GlobusWorld Promises New Horizons in Grid

By Lisa Vaas  |  Posted 2005-02-08

GlobusWorld Promises New Horizons in Grid

BOSTON—As the April launch of Globus Toolkit 4.0 fast approaches, GlobusWorld opened here on Tuesday with the promise of bringing open-source, standards-based grid computing to a new level of usability, reliability and scalability and of bridging the gap between scientific and commercial grid.

"Were really open for business," said Ian Foster, in his opening keynote. "The final release is in April, but the quality of the alpha is already better on the Web services front."

The show follows close on the heels of the launch of two organizations that are devoted to commercialization of grid computing and which mirror the landscape of Linux—Globus Consortium, a vendor consortium made up of IBM, Hewlett-Packard Co., Intel Inc. and Sun Microsystems Inc. that is set up to be a nonprofit clearinghouse for matching requirements with resources to guide the development of open-source grid infrastructures, and Univa Corp., which is setting itself up as the Red Hat Inc. of grid, offering development and support of commercial grid solutions based on Globus software.

GT 4.0 is slated to bring the open-source grid toolkit up to date with the evolution of Web services standards. The Globus Toolkit is an open-standards building block for enterprise-level grid implementations that came out of the Globus Alliance, an open-source-focused organization at Argonne National Labs.

GT 3 was the first Web services iteration of the toolkit, and it suffered from growing pains that included poor documentation and licensing issues in its GridFTP transport component. GT 4 improves greatly on Web services implementation and also features a host of goodies, Foster said, including reliable file transfer, file-and-forget transfer, a Web services interface and integrated failure recovery.

Lisa Vaas says that—with the launch of Univa and the Globus Consortium—grid is going the Linux route. Read more here.

"All these things are a journey," Foster said in an interview with following his keynote. Foster is the associate director of the Mathematics and Computer Science Division at Argonne National Laboratory and the Arthur Holly Compton Professor of Computer Science at the University of Chicago.

"Globus has been evolving from pre-Web services to Web services. GT2, which is still what the majority of Globus deployments are based on, is pretty robust and usable and scalable. The first Web services deployment in GT 3 was pretty immature software. It was hard to deploy, hard to manage. And scalability and performance were [flawed] in some places. In GT 4, its just much easier to install and manage."

Scalability has also improved substantially in GT 4, Foster said. Processes that could scale to 100 services in prior versions can now scale to 1,000 services. Performance of security operations has also improved by an order of magnitude, with the implementation of Web services security standards.

What that means isnt so much fixing trapdoors or holes, Foster said, but instead pertains to usability around managing complex security policies that cover user access rights and monitoring.

Next Page: Why focus on grid?

Why Grid


What is the purpose of all this focus on grid? To solve the complexity of infrastructure that has cropped up as commercial enterprises and scientific bodies face applications mired in silos, with underutilized resources representing a huge waste of wads of cash.

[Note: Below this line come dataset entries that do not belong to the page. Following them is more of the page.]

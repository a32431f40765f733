use std::path::Path;
use std::sync::Arc;

use minijinja::Value;
use tracing::debug;

use super::{Engine, ViewLoader};
use crate::error::ViewError;
use crate::ViewData;

/// Executes the file as a minijinja template with the view data as context.
#[derive(Debug, Clone)]
pub struct ScriptEngine {
    loader: Arc<ViewLoader>,
}

impl ScriptEngine {
    pub fn new(loader: Arc<ViewLoader>) -> Self {
        Self { loader }
    }
}

impl Engine for ScriptEngine {
    fn get(&self, path: &Path, data: &ViewData) -> Result<String, ViewError> {
        let source = self.loader.files().get(path)?;
        debug!(path = %path.display(), "rendering script view");
        render(&self.loader, path, &source, data)
    }
}

/// Renders `source` under the name of `path` so errors point at the view file.
///
/// Failures inside included or parent templates carry the view name minijinja
/// loaded them by; that name is mapped back to its file.
pub(super) fn render(
    loader: &Arc<ViewLoader>,
    path: &Path,
    source: &str,
    data: &ViewData,
) -> Result<String, ViewError> {
    let name = path.to_string_lossy();
    loader
        .environment()
        .render_named_str(&name, source, Value::from_serialize(data))
        .map_err(|err| {
            let origin = match err.name() {
                Some(failed) if failed != name => loader.source_path(failed),
                _ => path.to_path_buf(),
            };
            ViewError::render(origin, err)
        })
}

#[cfg(test)]
mod tests {
    use super::*;
    use crate::compiler::TemplateCompiler;
    use crate::filesystem::Filesystem;
    use crate::finder::FileViewFinder;
    use serde_json::json;
    use std::fs;

    fn engine(views: &Path, cache: &Path) -> ScriptEngine {
        let files = Arc::new(Filesystem::new());
        ScriptEngine::new(Arc::new(ViewLoader::new(
            files.clone(),
            Arc::new(FileViewFinder::new(files.clone(), views)),
            Arc::new(TemplateCompiler::new(files, cache)),
        )))
    }

    #[test]
    fn test_executes_template_with_data() {
        let views = tempfile::tempdir().unwrap();
        let cache = tempfile::tempdir().unwrap();
        let path = views.path().join("list.jinja");
        fs::write(&path, "{% for i in items %}{{ i }};{% endfor %}").unwrap();

        let mut data = ViewData::new();
        data.insert("items".into(), json!([1, 2, 3]));
        let out = engine(views.path(), cache.path()).get(&path, &data).unwrap();
        assert_eq!(out, "1;2;3;");
    }

    #[test]
    fn test_failure_names_template_and_line() {
        let views = tempfile::tempdir().unwrap();
        let cache = tempfile::tempdir().unwrap();
        let path = views.path().join("bad.jinja");
        fs::write(&path, "ok\n{{ nope.a.b }}").unwrap();

        match engine(views.path(), cache.path())
            .get(&path, &ViewData::new())
            .unwrap_err()
        {
            ViewError::Render { path: origin, line, .. } => {
                assert_eq!(origin, path);
                assert_eq!(line, Some(2));
            }
            other => panic!("expected render error, got {other:?}"),
        }
    }

    #[test]
    fn test_failure_in_include_names_included_file() {
        let views = tempfile::tempdir().unwrap();
        let cache = tempfile::tempdir().unwrap();
        fs::create_dir(views.path().join("partials")).unwrap();
        let partial = views.path().join("partials/item.jinja");
        fs::write(&partial, "fine\n{{ nope.a.b }}").unwrap();
        let page = views.path().join("page.jinja");
        fs::write(&page, "{% include 'partials.item' %}").unwrap();

        match engine(views.path(), cache.path())
            .get(&page, &ViewData::new())
            .unwrap_err()
        {
            ViewError::Render { path: origin, line, .. } => {
                assert_eq!(origin, partial);
                assert_eq!(line, Some(2));
            }
            other => panic!("expected render error, got {other:?}"),
        }
    }
}
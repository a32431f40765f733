//! Native filesystem access for views and compiled artifacts.

use std::fs;
use std::io::Write;
use std::path::Path;
use std::time::SystemTime;

use tempfile::NamedTempFile;

use crate::error::ViewError;

/// Thin wrapper over `std::fs` that attaches paths to I/O errors.
///
/// Writes go through [`Filesystem::replace`], which writes a temporary file
/// next to the target and renames it into place, so readers never observe a
/// partially written file.
#[derive(Debug, Default, Clone)]
pub struct Filesystem;

impl Filesystem {
    pub fn new() -> Self {
        Self
    }

    pub fn exists(&self, path: &Path) -> bool {
        path.exists()
    }

    pub fn is_file(&self, path: &Path) -> bool {
        path.is_file()
    }

    /// Reads the whole file as UTF-8.
    pub fn get(&self, path: &Path) -> Result<String, ViewError> {
        fs::read_to_string(path).map_err(|e| ViewError::io(path, e))
    }

    /// Atomically replaces the contents of `path`.
    pub fn replace(&self, path: &Path, contents: &str) -> Result<(), ViewError> {
        let dir = match path.parent() {
            Some(parent) if !parent.as_os_str().is_empty() => parent,
            _ => Path::new("."),
        };
        let mut tmp = NamedTempFile::new_in(dir).map_err(|e| ViewError::io(dir, e))?;
        tmp.write_all(contents.as_bytes())
            .map_err(|e| ViewError::io(tmp.path(), e))?;
        tmp.persist(path).map_err(|e| ViewError::io(path, e.error))?;
        Ok(())
    }

    pub fn last_modified(&self, path: &Path) -> Result<SystemTime, ViewError> {
        fs::metadata(path)
            .and_then(|meta| meta.modified())
            .map_err(|e| ViewError::io(path, e))
    }

    /// Creates `path` and any missing parents.
    pub fn ensure_directory_exists(&self, path: &Path) -> Result<(), ViewError> {
        if path.is_dir() {
            return Ok(());
        }
        fs::create_dir_all(path).map_err(|e| ViewError::io(path, e))
    }

    /// Deletes every regular file in `dir` whose name ends with `suffix`.
    ///
    /// Returns the number of files removed. A missing directory removes nothing.
    pub fn delete_matching(&self, dir: &Path, suffix: &str) -> Result<usize, ViewError> {
        if !dir.is_dir() {
            return Ok(0);
        }
        let mut removed = 0;
        for entry in fs::read_dir(dir).map_err(|e| ViewError::io(dir, e))? {
            let path = entry.map_err(|e| ViewError::io(dir, e))?.path();
            let matches = path
                .file_name()
                .and_then(|name| name.to_str())
                .is_some_and(|name| name.ends_with(suffix));
            if matches && path.is_file() {
                fs::remove_file(&path).map_err(|e| ViewError::io(&path, e))?;
                removed += 1;
            }
        }
        Ok(removed)
    }
}
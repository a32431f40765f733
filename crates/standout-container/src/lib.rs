//! # Standout Container
//!
//! A small service container: string keys map to factory closures that build
//! services lazily. Bindings are either transient (the factory runs on every
//! resolution) or shared (the first result is cached for the lifetime of the
//! container). Keys can be aliased.
//!
//! ```rust
//! use standout_container::Container;
//!
//! struct Clock(u64);
//!
//! let mut container = Container::new();
//! container.singleton("clock", |_| Ok(Clock(42)));
//! container.alias("clock", "time").unwrap();
//!
//! let a = container.resolve::<Clock>("clock").unwrap();
//! let b = container.resolve::<Clock>("time").unwrap();
//! assert!(std::sync::Arc::ptr_eq(&a, &b));
//! assert_eq!(a.0, 42);
//! ```

mod container;
mod error;

pub use container::{Container, Instance};
pub use error::{ContainerError, Result};
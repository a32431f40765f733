//! Error types for the container crate.

use thiserror::Error;

/// Errors raised while registering or resolving services.
#[derive(Debug, Error)]
pub enum ContainerError {
    /// No binding, instance or alias matches the key.
    #[error("no service bound for key '{0}'")]
    NotFound(String),

    /// The stored service is not of the requested type.
    #[error("service '{key}' is not a {expected}")]
    TypeMismatch {
        key: String,
        expected: &'static str,
    },

    /// A key was aliased to itself.
    #[error("[{0}] is aliased to itself")]
    SelfAlias(String),

    /// A factory resolved (directly or indirectly) its own key.
    #[error("circular dependency while resolving: {}", chain.join(" -> "))]
    CircularDependency { chain: Vec<String> },

    /// A factory failed to build its service.
    #[error("failed to build service '{key}': {source}")]
    Build {
        key: String,
        #[source]
        source: Box<dyn std::error::Error + Send + Sync>,
    },
}

impl ContainerError {
    /// Wraps a factory failure for `key`.
    pub fn build(
        key: impl Into<String>,
        source: impl Into<Box<dyn std::error::Error + Send + Sync>>,
    ) -> Self {
        ContainerError::Build {
            key: key.into(),
            source: source.into(),
        }
    }
}

/// Result type for container operations.
pub type Result<T> = std::result::Result<T, ContainerError>;

#[cfg(test)]
mod tests {
    use super::*;

    #[test]
    fn test_circular_display_joins_chain() {
        let err = ContainerError::CircularDependency {
            chain: vec!["a".into(), "b".into(), "a".into()],
        };
        assert_eq!(
            err.to_string(),
            "circular dependency while resolving: a -> b -> a"
        );
    }

    #[test]
    fn test_build_keeps_source() {
        let err = ContainerError::build("files", "disk on fire");
        assert!(err.to_string().contains("files"));
        assert!(std::error::Error::source(&err).is_some());
    }
}
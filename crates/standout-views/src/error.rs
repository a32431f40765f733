//! Error types for view resolution, compilation and rendering.
//!
//! [`ViewError`] is the single error type returned by every public operation
//! in this crate. Failures from the service container surface as
//! [`ViewError::Container`]; template execution failures from minijinja are
//! converted into [`ViewError::Render`] with the originating template and line.

use std::path::{Path, PathBuf};

use standout_container::ContainerError;
use thiserror::Error;

/// Error type for view operations.
#[derive(Debug, Error)]
pub enum ViewError {
    /// A service key was not bound, or a service failed to build.
    #[error(transparent)]
    Container(#[from] ContainerError),

    /// No source directory contains the named view.
    #[error("view [{name}] not found in {}", display_paths(searched))]
    ViewNotFound { name: String, searched: Vec<PathBuf> },

    /// Template or script code failed while executing.
    #[error("{}", render_message(path, *line, message))]
    Render {
        path: PathBuf,
        line: Option<usize>,
        message: String,
    },

    /// The global accessor was used before an instance was set.
    #[error("no views instance has been set; call facade::set_instance first")]
    Uninitialized,

    /// No rendering strategy is registered under this name.
    #[error("engine [{0}] not found")]
    UnknownEngine(String),

    /// A view name could not be parsed or its namespace is unknown.
    #[error("invalid view name [{name}]: {reason}")]
    InvalidName { name: String, reason: String },

    /// Invalid construction parameters.
    #[error("configuration error: {0}")]
    Config(String),

    /// Filesystem failure.
    #[error("I/O error on {}: {source}", path.display())]
    Io {
        path: PathBuf,
        #[source]
        source: std::io::Error,
    },

    /// Malformed directive or component syntax, before a path is known.
    #[error("syntax error: {0}")]
    Syntax(String),

    /// Malformed template source.
    #[error("failed to compile {}: {message}", path.display())]
    Compile { path: PathBuf, message: String },

    /// An event was queued but no queue capability was injected.
    #[error("event [{event}] is queued but no queue dispatcher is configured")]
    QueueUnavailable { event: String },

    /// The queue rejected an event.
    #[error("failed to queue event [{event}]: {message}")]
    Queue { event: String, message: String },
}

impl ViewError {
    pub(crate) fn io(path: impl AsRef<Path>, source: std::io::Error) -> Self {
        ViewError::Io {
            path: path.as_ref().to_path_buf(),
            source,
        }
    }

    /// Wraps a minijinja failure raised in the template file `origin`.
    pub(crate) fn render(origin: PathBuf, err: minijinja::Error) -> Self {
        let mut message = err.to_string();
        let mut source = std::error::Error::source(&err);
        while let Some(cause) = source {
            message.push_str(": ");
            message.push_str(&cause.to_string());
            source = cause.source();
        }
        ViewError::Render {
            path: origin,
            line: err.line(),
            message,
        }
    }
}

impl From<serde_yaml::Error> for ViewError {
    fn from(err: serde_yaml::Error) -> Self {
        ViewError::Config(err.to_string())
    }
}

fn display_paths(paths: &[PathBuf]) -> String {
    let joined: Vec<String> = paths.iter().map(|p| p.display().to_string()).collect();
    format!("[{}]", joined.join(", "))
}

fn render_message(path: &Path, line: Option<usize>, message: &str) -> String {
    match line {
        Some(line) => format!("render error in {}:{}: {}", path.display(), line, message),
        None => format!("render error in {}: {}", path.display(), message),
    }
}
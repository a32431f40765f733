//! `<x-name>` component tags.
//!
//! A component renders another view with the tag's attributes as variables:
//!
//! ```text
//! <x-alert type="error" :message="user.error" />
//! ```
//!
//! compiles to
//!
//! ```text
//! {% with type="error", message=(user.error) %}{% include component_view("alert") %}{% endwith %}
//! ```
//!
//! Paired tags capture their body into a `slot` variable. `component_view` is
//! a template function that maps the tag name to a view at render time, so
//! aliases registered after compilation still apply. The dynamic component
//! takes its target from its `component` attribute instead of its tag name.

use std::collections::HashMap;

use once_cell::sync::Lazy;
use regex::Regex;

use super::Component;
use crate::error::ViewError;

static TAG: Lazy<Regex> = Lazy::new(|| {
    Regex::new(
        r#"<x-([\w\-.:]+)((?:\s+[\w\-.:]+(?:\s*=\s*(?:"[^"]*"|'[^']*'))?)*)\s*(/?)>|</x-([\w\-.:]+)\s*>"#,
    )
    .expect("component tag pattern is valid")
});

static ATTRIBUTE: Lazy<Regex> = Lazy::new(|| {
    Regex::new(r#"([\w\-.:]+)(?:\s*=\s*(?:"([^"]*)"|'([^']*)'))?"#)
        .expect("attribute pattern is valid")
});

static INTERPOLATION: Lazy<Regex> =
    Lazy::new(|| Regex::new(r"(?s)\{\{(.+?)\}\}").expect("interpolation pattern is valid"));

/// Name of the template function that maps a component name to a view.
pub(crate) const COMPONENT_VIEW_FN: &str = "component_view";

#[derive(Debug)]
struct Attribute {
    key: String,
    expr: String,
}

struct OpenTag {
    name: String,
    attributes: Vec<Attribute>,
}

/// Replaces every component tag in `source`.
pub(crate) fn compile_components(
    source: &str,
    components: &HashMap<String, Component>,
) -> Result<String, ViewError> {
    let mut out = String::with_capacity(source.len());
    let mut stack: Vec<OpenTag> = Vec::new();
    let mut last = 0;

    for caps in TAG.captures_iter(source) {
        let Some(whole) = caps.get(0) else { continue };
        out.push_str(&source[last..whole.start()]);
        last = whole.end();

        if let Some(close) = caps.get(4) {
            let open = stack.pop().ok_or_else(|| {
                ViewError::Syntax(format!("unexpected closing tag </x-{}>", close.as_str()))
            })?;
            if open.name != close.as_str() {
                return Err(ViewError::Syntax(format!(
                    "expected </x-{}>, found </x-{}>",
                    open.name,
                    close.as_str()
                )));
            }
            out.push_str("{% endset %}");
            out.push_str(&include(
                &open.name,
                open.attributes,
                Some(&slot_var(stack.len())),
                components,
            )?);
            continue;
        }

        let name = caps.get(1).map_or("", |m| m.as_str()).to_string();
        let attributes = parse_attributes(caps.get(2).map_or("", |m| m.as_str()))?;
        let self_closing = caps.get(3).is_some_and(|m| m.as_str() == "/");

        if self_closing {
            out.push_str(&include(&name, attributes, None, components)?);
        } else {
            out.push_str(&format!("{{% set {} %}}", slot_var(stack.len())));
            stack.push(OpenTag { name, attributes });
        }
    }

    if let Some(open) = stack.pop() {
        return Err(ViewError::Syntax(format!(
            "unclosed component <x-{}>",
            open.name
        )));
    }

    out.push_str(&source[last..]);
    Ok(out)
}

fn include(
    name: &str,
    mut attributes: Vec<Attribute>,
    slot: Option<&str>,
    components: &HashMap<String, Component>,
) -> Result<String, ViewError> {
    let target = match components.get(name) {
        Some(Component::Dynamic) => {
            let index = attributes
                .iter()
                .position(|a| a.key == "component")
                .ok_or_else(|| {
                    ViewError::Syntax(format!("<x-{name}> requires a component attribute"))
                })?;
            let component = attributes.remove(index);
            format!("{COMPONENT_VIEW_FN}({})", component.expr)
        }
        _ => format!("{COMPONENT_VIEW_FN}({})", string_literal(name)),
    };

    let mut bindings: Vec<String> = attributes
        .into_iter()
        .map(|a| format!("{}={}", a.key, a.expr))
        .collect();
    if let Some(slot) = slot {
        // The body was escaped as it was captured
        bindings.push(format!("slot=({slot}|safe)"));
    }

    if bindings.is_empty() {
        Ok(format!("{{% include {target} %}}"))
    } else {
        Ok(format!(
            "{{% with {} %}}{{% include {target} %}}{{% endwith %}}",
            bindings.join(", ")
        ))
    }
}

fn parse_attributes(raw: &str) -> Result<Vec<Attribute>, ViewError> {
    ATTRIBUTE
        .captures_iter(raw)
        .map(|caps| {
            let name = caps.get(1).map_or("", |m| m.as_str());
            let value = caps.get(2).or_else(|| caps.get(3)).map(|m| m.as_str());
            let (bound, name) = match name.strip_prefix(':') {
                Some(stripped) => (true, stripped),
                None => (false, name),
            };
            let key = variable_name(name)?;
            let expr = match (bound, value) {
                (_, None) => "true".to_string(),
                (true, Some(expr)) if !expr.trim().is_empty() => format!("({})", expr.trim()),
                (true, Some(_)) => {
                    return Err(ViewError::Syntax(format!(
                        "bound attribute :{name} has no expression"
                    )))
                }
                (false, Some(literal)) => literal_expr(literal),
            };
            Ok(Attribute { key, expr })
        })
        .collect()
}

/// `user-id` and `user.id` become `user_id`.
fn variable_name(attribute: &str) -> Result<String, ViewError> {
    let key: String = attribute
        .chars()
        .map(|c| if c == '-' || c == '.' || c == ':' { '_' } else { c })
        .collect();
    let valid = key
        .chars()
        .next()
        .is_some_and(|c| c.is_ascii_alphabetic() || c == '_')
        && key.chars().all(|c| c.is_ascii_alphanumeric() || c == '_');
    if valid {
        Ok(key)
    } else {
        Err(ViewError::Syntax(format!(
            "[{attribute}] is not a valid attribute name"
        )))
    }
}

/// A literal attribute value, with `{{ expr }}` interpolations concatenated in.
fn literal_expr(value: &str) -> String {
    if !INTERPOLATION.is_match(value) {
        return string_literal(value);
    }

    let mut parts = Vec::new();
    let mut last = 0;
    for caps in INTERPOLATION.captures_iter(value) {
        let Some(whole) = caps.get(0) else { continue };
        if whole.start() > last {
            parts.push(string_literal(&value[last..whole.start()]));
        }
        let expr = caps.get(1).map_or("", |m| m.as_str().trim());
        parts.push(format!("(({expr})|string)"));
        last = whole.end();
    }
    if last < value.len() {
        parts.push(string_literal(&value[last..]));
    }
    format!("({})", parts.join(" ~ "))
}

fn string_literal(value: &str) -> String {
    let mut out = String::with_capacity(value.len() + 2);
    out.push('"');
    for c in value.chars() {
        match c {
            '"' => out.push_str("\\\""),
            '\\' => out.push_str("\\\\"),
            '\n' => out.push_str("\\n"),
            '\r' => out.push_str("\\r"),
            '\t' => out.push_str("\\t"),
            c => out.push(c),
        }
    }
    out.push('"');
    out
}

fn slot_var(depth: usize) -> String {
    format!("__slot_{depth}")
}

#[cfg(test)]
mod tests {
    use super::*;

    fn defaults() -> HashMap<String, Component> {
        let mut components = HashMap::new();
        components.insert("dynamic-component".to_string(), Component::Dynamic);
        components
    }

    #[test]
    fn test_self_closing_without_attributes() {
        let out = compile_components("<x-divider/>", &defaults()).unwrap();
        assert_eq!(out, "{% include component_view(\"divider\") %}");
    }

    #[test]
    fn test_literal_and_bound_attributes() {
        let out = compile_components(
            r#"<x-alert type="error" :message="user.error" dismissible />"#,
            &defaults(),
        )
        .unwrap();
        assert_eq!(
            out,
            "{% with type=\"error\", message=(user.error), dismissible=true %}\
             {% include component_view(\"alert\") %}{% endwith %}"
        );
    }

    #[test]
    fn test_paired_tags_capture_slot() {
        let out = compile_components(
            "<x-card title=\"Hi\"><x-badge/>body</x-card>",
            &defaults(),
        )
        .unwrap();
        assert_eq!(
            out,
            "{% set __slot_0 %}{% include component_view(\"badge\") %}body{% endset %}\
             {% with title=\"Hi\", slot=(__slot_0|safe) %}{% include component_view(\"card\") %}{% endwith %}"
        );
    }

    #[test]
    fn test_nested_paired_tags_use_distinct_slots() {
        let out = compile_components("<x-a><x-b>in</x-b></x-a>", &defaults()).unwrap();
        assert!(out.starts_with("{% set __slot_0 %}{% set __slot_1 %}in{% endset %}"));
        assert!(out.contains("slot=(__slot_1|safe)"));
        assert!(out.ends_with("{% with slot=(__slot_0|safe) %}{% include component_view(\"a\") %}{% endwith %}"));
    }

    #[test]
    fn test_dynamic_component_uses_attribute() {
        let out = compile_components(
            r#"<x-dynamic-component :component="widget" size="lg" />"#,
            &defaults(),
        )
        .unwrap();
        assert_eq!(
            out,
            "{% with size=\"lg\" %}{% include component_view((widget)) %}{% endwith %}"
        );

        let err = compile_components("<x-dynamic-component />", &defaults()).unwrap_err();
        assert!(matches!(err, ViewError::Syntax(_)));
    }

    #[test]
    fn test_interpolated_literal() {
        assert_eq!(
            literal_expr("Hello {{ name }}!"),
            "(\"Hello \" ~ ((name)|string) ~ \"!\")"
        );
    }

    #[test]
    fn test_attribute_names_normalized() {
        let out = compile_components(r#"<x-field data-id="7" />"#, &defaults()).unwrap();
        assert!(out.contains("data_id=\"7\""));
    }

    #[test]
    fn test_mismatched_tags_rejected() {
        assert!(compile_components("<x-a>text</x-b>", &defaults()).is_err());
        assert!(compile_components("<x-a>text", &defaults()).is_err());
        assert!(compile_components("text</x-a>", &defaults()).is_err());
    }

    #[test]
    fn test_plain_html_untouched() {
        let source = "<div class=\"x\"><span>hi</span></div>";
        assert_eq!(compile_components(source, &defaults()).unwrap(), source);
    }
}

The complexity issue is well understood, Foster said—however, the solution is not, as it encompasses myriad intertwined technologies, including Web services, utility computing, virtualization, data center automation and adaptive enterprise.

"The context for our work is the increasingly complex applications you encounter, thanks in large part to the emergence of the Internet and high-speed networks," Foster said during his keynote.

"These applications may appear in the sciences. Alternatively they may come from industry," with complex Web transactions sucking up large amounts of computing resources, he said.

For some time, people have been building applications to be dynamic in terms of resources they bring to bear on computing, Foster said. Often, however, they are implemented using proprietary technologies, often targeting a single, dedicated infrastructure as a basis for execution.

Building reliable, robust and secure applications is already difficult, Foster said. Doing it in a shared environment such as grid is even more difficult.

"Until recently, people avoided that and built overprovisioned silos for every [application] in the enterprise," he said. "Globus is a recognition that its no longer feasible to build silos for every application we develop," as it is a body committed to the idea of doing so in an open-source fashion.